Monday, January 15, 2007

Ode to Working Actors

Today I browsed through a very interesting book on casting from Barnes and Noble. I read the entire first chapter and I learned that there were essentially 6 types of categories of actors according to these casting directors who wrote the book. You can drop down in categories if you haven’t done significant enough work in a while. The authors note that the following categories apply for movies. A successful TV star like Amanda Byrnes, Topher Grace and Wilmer Valderama, Frankie Muniz or George Clooney when he was just starting out in the movie business, is much lower on the ladder:

1. Unknowns-Pretty much nobodies, they could be fresh out of college

2. Working Actors-These are guys that highly astute film buffs, fans of a certain niche (like Star Trek fans might be more familiar with Armin Shimerman than the general public, for example, or fans of Mr. Show might know Bob Oderink and David Cross) might know of. They find steady work and pop up in a lot of films as character actors and you’ll often recognize their faces before recognizing their names.

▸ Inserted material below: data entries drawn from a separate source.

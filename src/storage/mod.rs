//! Storage layer for persistent registry data.
//!
//! This module provides the storage abstraction for packages, groups and their
//! memberships. Deletes are soft by default; rows stay on disk until purged.
//!
//! # Modules
//!
//! - `backend`: Storage trait abstraction for backend implementations
//! - `json`: JSON file-based storage implementation
//! - `ordering`: Frequency and recency sorts for package listings
//! - `models`: Storage record types separate from domain models

pub mod backend;
pub mod json;
pub mod models;
pub mod ordering;

pub use backend::Storage;
pub use json::JsonStorage;
pub use models::{GroupRecord, MembershipRecord, NameUrl, PackageRecord};
pub use ordering::{sort_by_frequency, sort_by_last_used};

3. Names-People know their names

4. Stars-People know their names and they must add clout to a film

5. A-Listers-If one of these people like Harrison Ford or George Clooney or Rene Zellweger signs onto a film, than it’s enough to get the film greenlit

6. A Plus Listers-Not only will their name attached to a film project equal a green light but they are almost guaranteed to make you money. To be an A-plus lister, it’s not just about acting but usually you or your agents have a keen eye for good material as most of your films are big hits (i.e. Will Smith, Tom Cruise, Tom Hanks, Russell Crowe, Mel Gibson although it will be interesting how his anti-Semitic tirade will affect things). Surprisingly enough, the three most bankable actors statistically are Will Smith, Tom Cruise and Mike Meyers. With Austin Powers and Shrek, Meyers has a very high average, although that might be a misleading statistic since it’s easier to be bankable if you’re doing a lot of sequels.

Examples of working actors:

-Anthony Heald (Boston Public, X-Men 3, 8 Milimeter)

-Virginia Madsen before her Oscar nomination, Mercedes Reuhl (she actually won an Oscar in the early 90’s but she fills out mostly guest star roles)

-James Cromwell-I’d call him borderline. He was in Babe, played the villain in LA Confidential and played the president in Sum of All Fears, but do more than 3 out of 10 people on the street know him by name?

-James Rebhorn-This guy always plays the bad guy from Dave to Scent of a Woman to the last episode of Sienfeld as the prosecutor

-Speaking of people who played the president, Bill Pulliam

-Johnothan Pryce (A Bond Villain, Evita, back in the 80s he was actually a star)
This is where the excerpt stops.